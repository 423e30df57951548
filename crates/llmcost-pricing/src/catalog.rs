//! Remote pricing catalog source
//!
//! The catalog is a JSON document of the form `{ "data": [ ... ] }` where each
//! element is a [`RawCatalogEntry`]. [`CatalogSource`] is the seam the
//! pricing gateway fetches through, so tests can substitute a fake.

use async_trait::async_trait;
use llmcost_core::error::FetchError;
use llmcost_core::types::RawCatalogEntry;
use serde_json::Value;
use std::time::Duration;
use tracing::{debug, warn};

/// OpenRouter model catalog URL
pub const OPENROUTER_MODELS_URL: &str = "https://openrouter.ai/api/v1/models";

/// Default timeout for catalog and rate requests
pub const DEFAULT_HTTP_TIMEOUT: Duration = Duration::from_secs(30);

/// Anything that can produce the raw catalog
#[async_trait]
pub trait CatalogSource: Send + Sync {
    /// Fetch the full catalog
    ///
    /// # Errors
    ///
    /// Returns `FetchError::Network` on transport failure and
    /// `FetchError::MalformedResponse` when the body is not a catalog
    async fn fetch_catalog(&self) -> Result<Vec<RawCatalogEntry>, FetchError>;
}

/// HTTP catalog source
pub struct HttpCatalog {
    /// Catalog endpoint
    url: String,
    /// HTTP client
    client: reqwest::Client,
}

impl HttpCatalog {
    /// Create a source for the public OpenRouter catalog
    pub fn openrouter() -> Result<Self, FetchError> {
        Self::new(OPENROUTER_MODELS_URL, DEFAULT_HTTP_TIMEOUT)
    }

    /// Create a source for any endpoint serving the catalog shape
    pub fn new(url: impl Into<String>, timeout: Duration) -> Result<Self, FetchError> {
        let client = reqwest::Client::builder()
            .timeout(timeout)
            .user_agent(concat!("llmcost/", env!("CARGO_PKG_VERSION")))
            .build()?;

        Ok(Self {
            url: url.into(),
            client,
        })
    }

    /// Endpoint this source fetches from
    pub fn url(&self) -> &str {
        &self.url
    }
}

#[async_trait]
impl CatalogSource for HttpCatalog {
    async fn fetch_catalog(&self) -> Result<Vec<RawCatalogEntry>, FetchError> {
        debug!("Fetching pricing catalog from {}", self.url);
        let response = self.client.get(&self.url).send().await?.error_for_status()?;
        let body: Value = response.json().await?;
        parse_catalog(body)
    }
}

/// Validate the catalog envelope and parse its entries
///
/// The envelope must be an object whose `data` field is an array. Array
/// elements that are not catalog entries are skipped with a warning.
pub fn parse_catalog(body: Value) -> Result<Vec<RawCatalogEntry>, FetchError> {
    let data = match body {
        Value::Object(mut map) => map.remove("data"),
        other => {
            return Err(FetchError::MalformedResponse(format!(
                "expected a JSON object, got {}",
                json_kind(&other)
            )));
        }
    };

    let items = match data {
        Some(Value::Array(items)) => items,
        Some(other) => {
            return Err(FetchError::MalformedResponse(format!(
                "`data` must be an array, got {}",
                json_kind(&other)
            )));
        }
        None => {
            return Err(FetchError::MalformedResponse(
                "missing `data` field".to_string(),
            ));
        }
    };

    let mut entries = Vec::with_capacity(items.len());
    for (index, item) in items.into_iter().enumerate() {
        match serde_json::from_value::<RawCatalogEntry>(item) {
            Ok(entry) => entries.push(entry),
            Err(e) => warn!("Skipping catalog entry {}: {}", index, e),
        }
    }

    Ok(entries)
}

fn json_kind(value: &Value) -> &'static str {
    match value {
        Value::Null => "null",
        Value::Bool(_) => "a boolean",
        Value::Number(_) => "a number",
        Value::String(_) => "a string",
        Value::Array(_) => "an array",
        Value::Object(_) => "an object",
    }
}
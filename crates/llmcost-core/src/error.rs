//! Error types for llmcost
//!
//! This module defines the error types used throughout the llmcost crates.
//! All errors are derived from `thiserror` for convenient error handling
//! and automatic `From` implementations.
//!
//! Fetch failures get their own [`FetchError`] type because the pricing
//! gateway remembers the outcome of an in-flight load and hands clones of it
//! to every caller that was waiting on that load.
//!
//! # Example
//!
//! ```
//! use llmcost_core::error::{LlmCostError, Result};
//!
//! fn example_function() -> Result<()> {
//!     // This will automatically convert io::Error to LlmCostError
//!     let _file = std::fs::read_to_string("nonexistent.txt")?;
//!     Ok(())
//! }
//! ```

use thiserror::Error;

/// Failure to obtain the remote pricing catalog or a currency rate
#[derive(Error, Debug, Clone, PartialEq, Eq)]
pub enum FetchError {
    /// Transport-level failure reaching the remote source
    #[error("Network error: {0}")]
    Network(String),

    /// A response arrived but its shape is not what we expect
    #[error("Malformed response: {0}")]
    MalformedResponse(String),
}

impl From<reqwest::Error> for FetchError {
    fn from(err: reqwest::Error) -> Self {
        if err.is_decode() {
            FetchError::MalformedResponse(err.to_string())
        } else {
            FetchError::Network(err.to_string())
        }
    }
}

/// Main error type for llmcost operations
#[derive(Error, Debug)]
pub enum LlmCostError {
    /// IO error occurred
    #[error("IO error: {0}")]
    Io(#[from] std::io::Error),

    /// JSON parsing error
    #[error("JSON parsing error: {0}")]
    Json(#[from] serde_json::Error),

    /// Pricing data could not be fetched and no cached copy exists
    #[error("Failed to fetch pricing: {0}")]
    Fetch(#[from] FetchError),

    /// Locally stored cache could not be parsed
    #[error("Cache corruption: {0}")]
    CacheCorruption(String),

    /// Configuration error
    #[error("Configuration error: {0}")]
    Config(String),

    /// Invalid argument
    #[error("Invalid argument: {0}")]
    InvalidArgument(String),
}

/// Convenience type alias for Results in llmcost
///
/// # Example
///
/// ```
/// use llmcost_core::Result;
///
/// fn process_data() -> Result<String> {
///     Ok("Processed successfully".to_string())
/// }
/// ```
pub type Result<T> = std::result::Result<T, LlmCostError>;
//! Terminal output formatting for llmcost
//!
//! This crate provides table and JSON output formatters and the
//! horizontal bar chart used by the chart view.

pub mod chart;
pub mod output;

pub use chart::BarChart;
pub use output::{JsonFormatter, OutputFormatter, Report, TableFormatter, get_formatter};
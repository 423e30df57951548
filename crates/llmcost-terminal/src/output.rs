//! Output formatting module for llmcost
//!
//! This module provides formatters for displaying derived views:
//! - Table format for human-readable terminal output
//! - JSON format for machine-readable output and integration with other tools
//!
//! Formatters receive rows that are already filtered, sorted and converted;
//! they only decide how those rows look.

use crate::chart::{BarChart, truncate};
use chrono::{DateTime, Utc};
use llmcost_core::types::{CostBreakdown, TokenCounts};
use llmcost_core::view::{ChartMode, DerivedView, Selection};
use llmcost_pricing::currency::{Currency, RateOrigin};
use llmcost_pricing::gateway::{CacheStatus, CatalogOrigin};
use prettytable::{Table, format, row};
use serde_json::{Value, json};
use std::collections::BTreeMap;

/// Longest model name shown in the table before truncation
const MAX_NAME_WIDTH: usize = 40;

/// Everything a formatter needs to render a comparison
pub struct Report<'a> {
    /// Token counts the costs were computed for
    pub tokens: TokenCounts,
    /// Derived table and chart rows
    pub view: &'a DerivedView<'a>,
    /// Pinned models
    pub selection: &'a Selection,
    /// Display currency
    pub currency: Currency,
    /// Where the conversion rate came from
    pub rate_origin: RateOrigin,
    /// Where the pricing data came from
    pub origin: &'a CatalogOrigin,
    /// When the pricing data was fetched
    pub fetched_at: DateTime<Utc>,
    /// Size of the unfiltered model set
    pub total_models: usize,
}

/// Trait for output formatters
pub trait OutputFormatter {
    /// Format the comparison table
    fn format_table(&self, report: &Report<'_>) -> String;

    /// Format the chart view
    fn format_chart(&self, report: &Report<'_>) -> String;

    /// Format provider labels with their model counts
    fn format_providers(&self, counts: &BTreeMap<String, usize>) -> String;

    /// Format the pricing cache status
    fn format_cache_status(&self, status: Option<&CacheStatus>) -> String;
}

/// Table formatter for human-readable output
///
/// Produces ASCII tables suitable for terminal display. Token counts get
/// thousands separators and amounts the currency symbol.
pub struct TableFormatter;

impl TableFormatter {
    /// Format a number with thousands separators
    fn format_number(n: u64) -> String {
        let s = n.to_string();
        let mut result = String::new();

        for (count, ch) in s.chars().rev().enumerate() {
            if count > 0 && count % 3 == 0 {
                result.push(',');
            }
            result.push(ch);
        }

        result.chars().rev().collect()
    }

    /// Format an amount with more decimals the smaller it is
    fn format_currency(amount: f64, currency: Currency) -> String {
        let symbol = currency.symbol();
        if amount == 0.0 {
            format!("{symbol}0")
        } else if amount >= 1.0 {
            format!("{symbol}{amount:.2}")
        } else if amount >= 0.01 {
            format!("{symbol}{amount:.4}")
        } else {
            format!("{symbol}{amount:.6}")
        }
    }

    fn format_context(context_window: u64) -> String {
        if context_window == 0 {
            "-".to_string()
        } else {
            Self::format_number(context_window)
        }
    }

    fn header(report: &Report<'_>) -> String {
        let rate = match report.rate_origin {
            RateOrigin::Identity => String::new(),
            RateOrigin::Live => " (live rate)".to_string(),
            RateOrigin::Fallback => " (fallback rate)".to_string(),
        };

        let mut header = format!(
            "{} input / {} output tokens, {} of {} models, prices in {}{}\n",
            Self::format_number(report.tokens.input_tokens),
            Self::format_number(report.tokens.output_tokens),
            report.view.table.len(),
            report.total_models,
            report.currency.code(),
            rate
        );

        if let CatalogOrigin::StaleCache { error } = report.origin {
            header.push_str(&format!(
                "Warning: pricing data may be outdated (fetched {}): {}\n",
                report.fetched_at.format("%Y-%m-%d %H:%M UTC"),
                error
            ));
        }

        header
    }
}

impl OutputFormatter for TableFormatter {
    fn format_table(&self, report: &Report<'_>) -> String {
        let currency = report.currency;
        let mut table = Table::new();
        table.set_format(*format::consts::FORMAT_NO_LINESEP_WITH_TITLE);

        table.set_titles(row![
            b -> "",
            b -> "Model",
            b -> "Provider",
            b -> "Input /M",
            b -> "Output /M",
            b -> "Context",
            b -> "Input Cost",
            b -> "Output Cost",
            b -> "Total"
        ]);

        for entry in &report.view.table {
            let marker = if report.selection.contains(entry.id()) {
                "*"
            } else {
                ""
            };

            table.add_row(row![
                marker,
                truncate(&entry.model.name, MAX_NAME_WIDTH),
                entry.model.provider,
                r -> Self::format_currency(entry.model.input_price_per_million, currency),
                r -> Self::format_currency(entry.model.output_price_per_million, currency),
                r -> Self::format_context(entry.model.context_window),
                r -> Self::format_currency(entry.input_cost, currency),
                r -> Self::format_currency(entry.output_cost, currency),
                r -> Self::format_currency(entry.total_cost, currency)
            ]);
        }

        let mut output = Self::header(report);
        if report.view.table.is_empty() {
            output.push_str("No models match the current filters.\n");
        } else {
            output.push_str(&table.to_string());
        }
        output
    }

    fn format_chart(&self, report: &Report<'_>) -> String {
        let title = match &report.view.mode {
            ChartMode::TopPaid { cap } => format!("Top {cap} paid models by total cost"),
            ChartMode::Selected(ids) => format!("Selected models ({})", ids.len()),
        };

        let mut output = format!("\n{title}\n");
        if report.view.chart.is_empty() {
            output.push_str("Nothing to chart.\n");
            return output;
        }

        let currency = report.currency;
        output.push_str(
            &BarChart::new().render(&report.view.chart, |v| Self::format_currency(v, currency)),
        );
        output
    }

    fn format_providers(&self, counts: &BTreeMap<String, usize>) -> String {
        let mut table = Table::new();
        table.set_format(*format::consts::FORMAT_NO_LINESEP_WITH_TITLE);
        table.set_titles(row![b -> "Provider", b -> "Models"]);

        for (provider, count) in counts {
            table.add_row(row![provider, r -> count]);
        }

        table.to_string()
    }

    fn format_cache_status(&self, status: Option<&CacheStatus>) -> String {
        let Some(status) = status else {
            return "No cached pricing data.\n".to_string();
        };

        format!(
            "Fetched:  {}\nAge:      {}m {}s\nTTL:      {}s\nFresh:    {}\nModels:   {}\n",
            status.fetched_at.format("%Y-%m-%d %H:%M:%S UTC"),
            status.age_secs / 60,
            status.age_secs % 60,
            status.ttl_secs,
            if status.is_fresh { "yes" } else { "no" },
            status.model_count
        )
    }
}

/// JSON formatter for machine-readable output
pub struct JsonFormatter;

impl JsonFormatter {
    fn row_json(entry: &CostBreakdown, selection: &Selection) -> Value {
        json!({
            "id": entry.model.id,
            "name": entry.model.name,
            "provider": entry.model.provider,
            "input_price_per_million": entry.model.input_price_per_million,
            "output_price_per_million": entry.model.output_price_per_million,
            "context_window": entry.model.context_window,
            "input_cost": entry.input_cost,
            "output_cost": entry.output_cost,
            "total_cost": entry.total_cost,
            "selected": selection.contains(entry.id()),
        })
    }

    fn source_json(report: &Report<'_>) -> Value {
        let (origin, error) = match report.origin {
            CatalogOrigin::Cache => ("cache", None),
            CatalogOrigin::Network => ("network", None),
            CatalogOrigin::StaleCache { error } => ("stale_cache", Some(error.to_string())),
        };

        json!({
            "origin": origin,
            "stale": error.is_some(),
            "error": error,
            "fetched_at": report.fetched_at.to_rfc3339(),
        })
    }

    fn chart_json(report: &Report<'_>) -> Value {
        let (mode, cap) = match &report.view.mode {
            ChartMode::TopPaid { cap } => ("top_paid", Some(*cap)),
            ChartMode::Selected(_) => ("selected", None),
        };

        json!({
            "mode": mode,
            "cap": cap,
            "models": report
                .view
                .chart
                .iter()
                .map(|entry| Self::row_json(entry, report.selection))
                .collect::<Vec<_>>(),
        })
    }

    fn to_string(value: &Value) -> String {
        serde_json::to_string_pretty(value).unwrap_or_else(|_| "{}".to_string())
    }
}

impl OutputFormatter for JsonFormatter {
    fn format_table(&self, report: &Report<'_>) -> String {
        let rate_origin = match report.rate_origin {
            RateOrigin::Identity => "identity",
            RateOrigin::Live => "live",
            RateOrigin::Fallback => "fallback",
        };

        let output = json!({
            "tokens": {
                "input_tokens": report.tokens.input_tokens,
                "output_tokens": report.tokens.output_tokens,
            },
            "currency": report.currency.code(),
            "rate_origin": rate_origin,
            "pricing": Self::source_json(report),
            "total_models": report.total_models,
            "models": report
                .view
                .table
                .iter()
                .map(|entry| Self::row_json(entry, report.selection))
                .collect::<Vec<_>>(),
            "chart": Self::chart_json(report),
        });

        Self::to_string(&output)
    }

    fn format_chart(&self, report: &Report<'_>) -> String {
        let output = json!({
            "currency": report.currency.code(),
            "pricing": Self::source_json(report),
            "chart": Self::chart_json(report),
        });

        Self::to_string(&output)
    }

    fn format_providers(&self, counts: &BTreeMap<String, usize>) -> String {
        let providers: Vec<Value> = counts
            .iter()
            .map(|(provider, count)| json!({"provider": provider, "models": count}))
            .collect();

        Self::to_string(&json!({ "providers": providers }))
    }

    fn format_cache_status(&self, status: Option<&CacheStatus>) -> String {
        Self::to_string(&json!({ "cache": status }))
    }
}

/// Get the appropriate formatter based on output format
pub fn get_formatter(json: bool) -> Box<dyn OutputFormatter> {
    if json {
        Box::new(JsonFormatter)
    } else {
        Box::new(TableFormatter)
    }
}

:::::

## Required work:
For the listing above, say how many lines hold the string "human". Give only that number.

## Expected answer:
2